Don Jon showcases his skills as a triple threat: he wrote, directed, and stars as the titular character, a man who is not as grown up as he thinks he is. The movie is funnier and less sordid than might be expected when the lead character is someone who is obsessed with masturbating to pornography. He's not the only one with a personal obsession, though, as he discovers when he begins dating Barbara (Scarlett Johansson), a strong-willed woman with her own ideas about happiness, and then later becomes friends with Esther (Julianne Moore), a sensible woman dealing with multiple issues.
One night in late August, Gordon-Levitt introduced the film to a packed auditorium in Dallas, and the following day sat down in a large, otherwise empty hotel meeting room for an interview with ScreenAnarchy. He has a ready, disarming smile, and waits patiently through my extended introductory comments, in which I awkwardly attempted to establish common ground. (We both attended the same Los Angeles-area high school, though obviously many years apart.) Once I asked something vaguely about the movie, however, he picked right up on that thread to correct a mistaken impression I had (that Jon's family is Italian).
ScreenAnarchy: Mumble, mumble, something about how the movie features an Italian family.
Joseph Gordon-Levitt: [After kindly correcting me.] My interest was in making a movie about a character who was not from an affluent upbringing, but in someone who was from an ordinary, middle-class upbringing. It's a story about a guy ... being confined to a mold, and, hopefully, over the course of the movie you see him start to break out of that mold.

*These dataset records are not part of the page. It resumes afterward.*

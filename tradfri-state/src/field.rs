//! Typed field codec
//!
//! A [`FieldDescriptor`] binds a channel id to an attribute key and knows how
//! to turn the raw JSON value into a [`State`] and a [`Command`] back into a
//! raw value. Decoding never fails loudly: a missing key is
//! [`Decoded::Absent`], a value outside the field's domain is
//! [`Decoded::Invalid`]. Encoding validates the whole command before touching
//! the document, so a rejected command leaves no partial write behind.

use serde_json::Value;
use std::fmt;
use thiserror::Error;

use crate::document::{integer, AttributeDocument};
use crate::model::{Command, DeviceType, OnOff, Quantity, State, Unit};

/// Where a field's raw value lives in the document
#[derive(Debug, Clone, Copy, PartialEq, Eq, Hash)]
pub enum FieldSource {
    /// The device-type attribute object
    Attributes,
    /// The general device info object (`"3"`)
    GeneralInfo,
}

#[derive(Debug, Clone, Copy, PartialEq, Eq)]
pub enum Access {
    ReadOnly,
    ReadWrite,
}

/// Value domain of a field
#[derive(Debug, Clone, Copy, PartialEq)]
pub enum FieldKind {
    /// `0` is off, anything else is on; encodes as `1`/`0`
    Switch,
    /// Integer restricted to an allow-list
    Enumerated(&'static [i64]),
    /// Whole percent stored as-is, 0-100
    Percent,
    /// Percent stored on a `0..=device_max` device scale
    Scaled { device_max: i64 },
    /// Integer with a unit; `undefined` is the device's "no reading" marker
    Measurement { unit: Unit, undefined: Option<i64> },
    /// Integer reported verbatim
    Raw,
}

/// Result of decoding one field from a document
#[derive(Debug, Clone, PartialEq)]
pub enum Decoded<T> {
    Present(T),
    /// The key is not in the document
    Absent,
    /// The key is there but its value is outside the field's domain
    Invalid(InvalidValue),
}

impl<T> Decoded<T> {
    /// Collapse to "value or nothing"
    pub fn value(self) -> Option<T> {
        match self {
            Decoded::Present(value) => Some(value),
            Decoded::Absent | Decoded::Invalid(_) => None,
        }
    }

    pub fn present(&self) -> Option<&T> {
        match self {
            Decoded::Present(value) => Some(value),
            Decoded::Absent | Decoded::Invalid(_) => None,
        }
    }

    pub fn is_absent(&self) -> bool {
        matches!(self, Decoded::Absent)
    }

    pub fn is_invalid(&self) -> bool {
        matches!(self, Decoded::Invalid(_))
    }
}

/// Raw value rejected by a field's domain
#[derive(Debug, Clone, PartialEq)]
pub struct InvalidValue {
    pub key: &'static str,
    pub raw: Value,
    pub reason: &'static str,
}

impl fmt::Display for InvalidValue {
    fn fmt(&self, f: &mut fmt::Formatter<'_>) -> fmt::Result {
        write!(f, "key {} = {}: {}", self.key, self.raw, self.reason)
    }
}

/// Reasons a command could not be encoded
#[derive(Debug, Clone, PartialEq, Error)]
pub enum EncodeError {
    #[error("Unknown channel '{channel}' for device type {device_type}")]
    UnknownChannel {
        channel: String,
        device_type: DeviceType,
    },

    #[error("Channel '{channel}' is read-only")]
    ReadOnly { channel: &'static str },

    #[error("Channel '{channel}' does not accept {command} commands")]
    UnsupportedCommand {
        channel: &'static str,
        command: &'static str,
    },

    #[error("Value {value} is out of range for channel '{channel}'")]
    OutOfDomain { channel: &'static str, value: String },
}

/// Binding of a channel to an attribute key and its value domain
#[derive(Debug, Clone, Copy, PartialEq)]
pub struct FieldDescriptor {
    pub channel: &'static str,
    pub key: &'static str,
    pub source: FieldSource,
    pub access: Access,
    pub kind: FieldKind,
}

impl FieldDescriptor {
    pub const fn read_only(channel: &'static str, key: &'static str, kind: FieldKind) -> Self {
        Self {
            channel,
            key,
            source: FieldSource::Attributes,
            access: Access::ReadOnly,
            kind,
        }
    }

    pub const fn read_write(channel: &'static str, key: &'static str, kind: FieldKind) -> Self {
        Self {
            channel,
            key,
            source: FieldSource::Attributes,
            access: Access::ReadWrite,
            kind,
        }
    }

    /// Read-only field taken from the general device info object
    pub const fn general_info(channel: &'static str, key: &'static str, kind: FieldKind) -> Self {
        Self {
            channel,
            key,
            source: FieldSource::GeneralInfo,
            access: Access::ReadOnly,
            kind,
        }
    }

    pub fn is_writable(&self) -> bool {
        self.access == Access::ReadWrite && self.source == FieldSource::Attributes
    }

    /// Decode this field from `document`
    pub fn decode(&self, document: &AttributeDocument) -> Decoded<State> {
        let raw = match self.source {
            FieldSource::Attributes => document.get(self.key),
            FieldSource::GeneralInfo => document.general_info(self.key),
        };

        let raw = match raw {
            None | Some(Value::Null) => return Decoded::Absent,
            Some(raw) => raw,
        };

        let Some(number) = integer(raw) else {
            return self.invalid(raw, "not an integer");
        };

        match self.kind {
            FieldKind::Switch => Decoded::Present(State::OnOff(OnOff::from(number != 0))),
            FieldKind::Enumerated(allowed) => {
                if allowed.contains(&number) {
                    Decoded::Present(State::Decimal(number))
                } else {
                    self.invalid(raw, "not an allowed value")
                }
            }
            FieldKind::Percent => match u8::try_from(number) {
                Ok(percent) if percent <= 100 => Decoded::Present(State::Percent(percent)),
                _ => self.invalid(raw, "percent outside 0-100"),
            },
            FieldKind::Scaled { device_max } => {
                if (0..=device_max).contains(&number) {
                    let percent = (number as f64 * 100.0 / device_max as f64).round() as u8;
                    Decoded::Present(State::Percent(percent))
                } else {
                    self.invalid(raw, "outside the device scale")
                }
            }
            FieldKind::Measurement { unit, undefined } => {
                if undefined == Some(number) {
                    Decoded::Present(State::Undefined)
                } else {
                    Decoded::Present(State::Quantity(Quantity::new(number as f64, unit)))
                }
            }
            FieldKind::Raw => Decoded::Present(State::Decimal(number)),
        }
    }

    /// Validate `command` and write its raw value into `document`
    ///
    /// The document is only modified on success.
    pub fn encode(
        &self,
        command: &Command,
        document: &mut AttributeDocument,
    ) -> Result<(), EncodeError> {
        if !self.is_writable() {
            return Err(EncodeError::ReadOnly {
                channel: self.channel,
            });
        }

        let raw = self.encode_value(command)?;
        document.set(self.key, raw);
        Ok(())
    }

    fn encode_value(&self, command: &Command) -> Result<i64, EncodeError> {
        if let FieldKind::Switch = self.kind {
            return match command {
                Command::OnOff(value) => Ok(i64::from(value.is_on())),
                other => Err(self.unsupported(other)),
            };
        }

        let magnitude = command.magnitude().ok_or_else(|| self.unsupported(command))?;
        if !magnitude.is_finite() || magnitude.fract() != 0.0 {
            return Err(self.out_of_domain(magnitude));
        }
        let number = magnitude as i64;

        match self.kind {
            FieldKind::Enumerated(allowed) if !allowed.contains(&number) => {
                Err(self.out_of_domain(magnitude))
            }
            FieldKind::Percent if !(0..=100).contains(&number) => Err(self.out_of_domain(magnitude)),
            FieldKind::Scaled { device_max } => {
                if (0..=100).contains(&number) {
                    Ok((number as f64 * device_max as f64 / 100.0).round() as i64)
                } else {
                    Err(self.out_of_domain(magnitude))
                }
            }
            _ => Ok(number),
        }
    }

    fn invalid(&self, raw: &Value, reason: &'static str) -> Decoded<State> {
        Decoded::Invalid(InvalidValue {
            key: self.key,
            raw: raw.clone(),
            reason,
        })
    }

    fn unsupported(&self, command: &Command) -> EncodeError {
        EncodeError::UnsupportedCommand {
            channel: self.channel,
            command: command.kind(),
        }
    }

    fn out_of_domain(&self, value: f64) -> EncodeError {
        EncodeError::OutOfDomain {
            channel: self.channel,
            value: value.to_string(),
        }
    }
}

/// Channel computed from another channel's decoded state
///
/// `derive` returns `None` when the source state carries nothing to derive
/// from.
#[derive(Clone, Copy)]
pub struct DerivedField {
    pub channel: &'static str,
    /// Channel id of the source field
    pub source: &'static str,
    pub derive: fn(&State) -> Option<State>,
}

impl DerivedField {
    /// Derive from the source field's decode result; no source, no value
    pub fn derive_from(&self, source: &Decoded<State>) -> Decoded<State> {
        match source.present().and_then(self.derive) {
            Some(state) => Decoded::Present(state),
            None => Decoded::Absent,
        }
    }
}

impl fmt::Debug for DerivedField {
    fn fmt(&self, f: &mut fmt::Formatter<'_>) -> fmt::Result {
        f.debug_struct("DerivedField")
            .field("channel", &self.channel)
            .field("source", &self.source)
            .finish_non_exhaustive()
    }
}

He has very rigid expectations about what he should be as a man, or as a boyfriend, or as a son, or as a Catholic, and so I wanted to have a very specific mold for him to fit into at first. So that's why he looks the way he does and he talks the way he does and he dresses the way he does, because that's the story that's being told.
One of the pleasant surprises of the film is that the character comes to that realization slowly and subtly.
I don't think he does think he needs to change, for most of the movie.
He seems pretty happy with what he's doing, without even being aware of how he comes across to other people, until he meets Barbara (Scarlett Johansson). And it's only because he can't get her into bed right away that makes him think about what he can do to make himself more appealing to her.
I think he's happy to some degree, but I think he's also dissatisfied from the very beginning. He's looking for something more, because he's constantly comparing his real life to his fantasies, constantly comparing, specifically, his real sex life to fantasies he gets from pornography and other media. There's always that dissatisfaction that's driving him, so [he's wondering], 'Alright, so I keep scoring every week with a girl, I'm always hitting the threshold of 7 or 8 [out of 10 in the looks department], I'm always hitting that, then why ...'
He's watching a video that he really likes and he says, 'Why can't real pussy be like this?' So he's always dissatisfied, and that's what leads him to think, 'Maybe I should try what I'm conventionally supposed to do, what my mother would want me to do, what the moral norm would be to do, and be a boyfriend. Find the prettiest girl in the room and make her my girlfriend and do all that.' So he tries that.
And for a while he convinces himself that he's happy doing that, but he realizes he's not happy doing that, either, because you're not going to achieve happiness by fitting into any mold, whether it's your mom's mold or your friend's mold or your priest's mold or anything. You have to find a unique way to relate to the world.
He has a decent job, and he seems to have a base of friends and family who support him, to an extent, emotionally. Would he have changed on his own, were it not for Barbara and Esther entering his life?
All that has to happen. I'm glad that's coming across to you. Even though his relationship with Barbara is severely flawed, when [something happens that is a spoiler], he's feeling vulnerable, and even though he can't articulate or put his finger on it at first, he's questioning. 'What's wrong with me?' ...
[PORTION OF ANSWER REMOVED TO AVOID SPOILERS]
... All that has to happen for him to change a bit.
Thus concludes the first part of our conversation, which we'll pick up again later this week. Don Jon opens wide in theaters across North America on Friday, September 27.